When six-year-old Emily asked her father if she could be a real princess, Virginia resident Jeremiah Heaton took his daughter’s wish quite literally. No tiaras, frilly dresses or distant Disney dreams for this little girl. Heaton gave her the real deal, or at least, is trying to — the royal title of princess, complete with land for her to rule, in an 800-square-mile patch of desert in the Middle of Nowhere, Africa.
Heaton searched the Internet for terra nullius, or unclaimed land, and received permission from Egyptian authorities to visit a plot of land roughly half the size of Connecticut between Egypt and Sudan. Locals call the area Bir Tawil, a land unclaimed by its neighbors after a discrepancy in borders drawn in 1899 and 1902. But Heaton and his family call it “Kingdom of North Sudan,” ruled by King Heaton and Princess Emily after he planted a homemade blue flag on on July 16, Emily’s birthday.

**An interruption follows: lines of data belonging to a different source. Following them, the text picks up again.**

//! The session pipeline: one photo in, one reimagined photo out.
//!
//! Steps run strictly in order and each is followed by a notification to the
//! originating connection:
//!
//! 1. decode the embedded image, create the staging directory, stage it
//! 2. describe it with the vision service
//! 3. generate a new image from the description
//! 4. download and transcode the generated image
//! 5. deliver the transcoded image
//!
//! Only the network calls and the transcode are hard dependencies. Staging
//! writes are best-effort: a failed write is logged and reported to the
//! client, and the session carries on with the data it holds in memory.

use std::path::PathBuf;
use std::sync::Arc;

use bytes::Bytes;
use tokio::sync::mpsc;
use tokio::task::JoinHandle;
use tracing::{Instrument, debug, error, info, info_span, warn};

use crate::embed::{EmbeddedImage, encode_data_url};
use crate::error::{PipelineError, SessionError};
use crate::message::{DescriptionKind, Outbound};
use crate::services::{DescribeImage, FetchImage, GenerateImage, RasterFormat, transcode};
use crate::staging::{Artifact, SessionDir, SessionId, Staging};

#[derive(Debug, Clone, Copy)]
pub struct PipelineConfig {
    /// Apply the literal-use wrapping to generation prompts.
    pub literal_prompt: bool,
    /// Format delivered to the client.
    pub output_format: RasterFormat,
}

impl Default for PipelineConfig {
    fn default() -> Self {
        Self {
            literal_prompt: true,
            output_format: RasterFormat::Jpeg,
        }
    }
}

/// What a finished session leaves behind.
#[derive(Debug)]
pub struct SessionOutcome {
    pub session: SessionId,
    /// Staging directory, `None` when it could not be created.
    pub dir: Option<PathBuf>,
    /// Background write of the transcoded artifact. Fire-and-forget: its
    /// failures are only logged. Dropping the handle detaches the task.
    pub persistence: Option<JoinHandle<()>>,
}

/// Shared, read-only orchestrator. One instance serves every connection.
pub struct Pipeline {
    staging: Arc<Staging>,
    vision: Arc<dyn DescribeImage>,
    generator: Arc<dyn GenerateImage>,
    fetcher: Arc<dyn FetchImage>,
    config: PipelineConfig,
}

impl std::fmt::Debug for Pipeline {
    fn fmt(&self, f: &mut std::fmt::Formatter<'_>) -> std::fmt::Result {
        f.debug_struct("Pipeline")
            .field("staging", &self.staging.root())
            .field("config", &self.config)
            .finish()
    }
}

impl Pipeline {
    pub fn new(
        staging: Arc<Staging>,
        vision: Arc<dyn DescribeImage>,
        generator: Arc<dyn GenerateImage>,
        fetcher: Arc<dyn FetchImage>,
        config: PipelineConfig,
    ) -> Self {
        Self {
            staging,
            vision,
            generator,
            fetcher,
            config,
        }
    }

    pub fn staging(&self) -> &Arc<Staging> {
        &self.staging
    }

    /// Run one session for `data_url`, sending progress to `tx`.
    ///
    /// An aborting error has already been reported to the client when this
    /// returns `Err`; the value is handed back for the caller's logs.
    pub async fn run(
        &self,
        data_url: &str,
        tx: mpsc::Sender<Outbound>,
    ) -> Result<SessionOutcome, SessionError> {
        let allocated = self.staging.allocate();
        let span = info_span!("session", session = %allocated);
        self.run_session(allocated, data_url, tx).instrument(span).await
    }

    async fn run_session(
        &self,
        allocated: SessionId,
        data_url: &str,
        tx: mpsc::Sender<Outbound>,
    ) -> Result<SessionOutcome, SessionError> {
        info!("session started");

        let image = match EmbeddedImage::parse(data_url) {
            Ok(image) => image,
            Err(e) => return Err(Notifier::new(allocated, tx).abort(e.into()).await),
        };

        let dir = match self.staging.create(allocated).await {
            Ok(dir) => Some(dir),
            Err(e) => {
                error!(error = %e, "failed to create staging directory");
                None
            }
        };
        let session = dir.as_ref().map_or(allocated, SessionDir::id);
        let notify = Notifier::new(session, tx);
        if dir.is_none() {
            notify.error("Error saving image: staging directory unavailable").await;
        }

        match self.convert(&image, dir.as_ref(), &notify).await {
            Ok(persistence) => {
                info!("session finished");
                Ok(SessionOutcome {
                    session,
                    dir: dir.map(|d| d.path().to_path_buf()),
                    persistence,
                })
            }
            Err(e) => Err(notify.abort(e).await),
        }
    }

    async fn convert(
        &self,
        image: &EmbeddedImage,
        dir: Option<&SessionDir>,
        notify: &Notifier,
    ) -> Result<Option<JoinHandle<()>>, PipelineError> {
        // 1. incoming
        let saved = stage(dir, Artifact::Incoming(image.extension()), &image.bytes, "image", notify).await;
        notify
            .status(if saved { "Image received and saved" } else { "Image received" })
            .await;

        // 2. description
        debug!(image_bytes = image.bytes.len(), "starting image description");
        let description = self
            .vision
            .describe(image)
            .await
            .map_err(PipelineError::Description)?;
        stage(dir, Artifact::RawDescription, description.text.as_bytes(), "description", notify).await;
        notify.description(DescriptionKind::Raw, &description.text).await;

        // 3. generation
        debug!(literal = self.config.literal_prompt, "starting image generation");
        let generated = self
            .generator
            .generate(&description.text, self.config.literal_prompt)
            .await
            .map_err(PipelineError::Generation)?
            .into_iter()
            .next()
            .ok_or(PipelineError::NoGenerationResults)?;
        let revised = generated
            .revised_prompt
            .as_deref()
            .unwrap_or(&description.text);
        stage(dir, Artifact::ProcessedDescription, revised.as_bytes(), "revised prompt", notify).await;
        notify.description(DescriptionKind::Revised, revised).await;

        // 4. fetch + transcode
        let fetched = self
            .fetcher
            .fetch(&generated.url)
            .await
            .map_err(PipelineError::Fetch)?;
        let native = image::guess_format(&fetched)
            .ok()
            .and_then(|f| f.extensions_str().first().copied())
            .unwrap_or("png");
        stage(dir, Artifact::Generated(native), &fetched, "generated image", notify).await;

        let format = self.config.output_format;
        let transcoded = Bytes::from(transcode(fetched, format).await?);
        let persistence = dir.cloned().map(|dir| {
            let contents = transcoded.clone();
            tokio::spawn(
                async move {
                    if let Err(e) = dir.write(Artifact::Transcoded(format.extension()), &contents).await {
                        warn!(error = %e, "failed to stage transcoded image");
                    }
                }
                .in_current_span(),
            )
        });
        notify.status("Image generated").await;

        // 5. delivery
        notify.image(encode_data_url(format.mime(), &transcoded)).await;
        Ok(persistence)
    }
}

/// Best-effort artifact write. Returns whether the artifact was staged.
async fn stage(
    dir: Option<&SessionDir>,
    artifact: Artifact,
    contents: &[u8],
    what: &str,
    notify: &Notifier,
) -> bool {
    let Some(dir) = dir else {
        return false;
    };
    match dir.write(artifact, contents).await {
        Ok(_) => true,
        Err(e) => {
            error!(error = %e, artifact = ?artifact, "failed to stage artifact");
            notify.error(format!("Error saving {what}")).await;
            false
        }
    }
}

/// Sends messages for one session to its connection. A closed connection is
/// not an error: the session keeps running and its messages are dropped.
struct Notifier {
    session: SessionId,
    tx: mpsc::Sender<Outbound>,
}

impl Notifier {
    fn new(session: SessionId, tx: mpsc::Sender<Outbound>) -> Self {
        Self { session, tx }
    }

    async fn send(&self, message: Outbound) {
        if self.tx.send(message).await.is_err() {
            debug!("connection closed; notification dropped");
        }
    }

    async fn status(&self, body: impl Into<String>) {
        self.send(Outbound::Status {
            session: self.session,
            body: body.into(),
        })
        .await;
    }

    async fn description(&self, kind: DescriptionKind, body: &str) {
        self.send(Outbound::Description {
            session: self.session,
            kind,
            body: body.to_owned(),
        })
        .await;
    }

    async fn image(&self, data: String) {
        self.send(Outbound::Image {
            session: self.session,
            data,
        })
        .await;
    }

    async fn error(&self, body: impl Into<String>) {
        self.send(Outbound::Error {
            session: Some(self.session),
            body: body.into(),
        })
        .await;
    }

    /// Report an aborting failure and turn it into a [`SessionError`].
    async fn abort(self, source: PipelineError) -> SessionError {
        error!(error = %source, "session aborted");
        self.error(source.to_string()).await;
        SessionError {
            session: self.session,
            source,
        }
    }
}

“I wanted to show my kids I will literally go to the ends of the earth to make their wishes and dreams come true,” Heaton told the Washington Post.
But claiming land designated terra nullius isn’t first come, first served. To obtain real political authority, Heaton must receive legal recognition from Egypt, Sudan, the United Nations or other political groups. He hopes to forge positive relationships with the neighbors of the “Kingdom of North Sudan” by turning the arid desert into an agricultural production center. Most of all, Heaton is arguing that his approach to winning land is far more civil than the bloody imperialism of history.
“I founded the nation in love for my daughter,” Heaton said.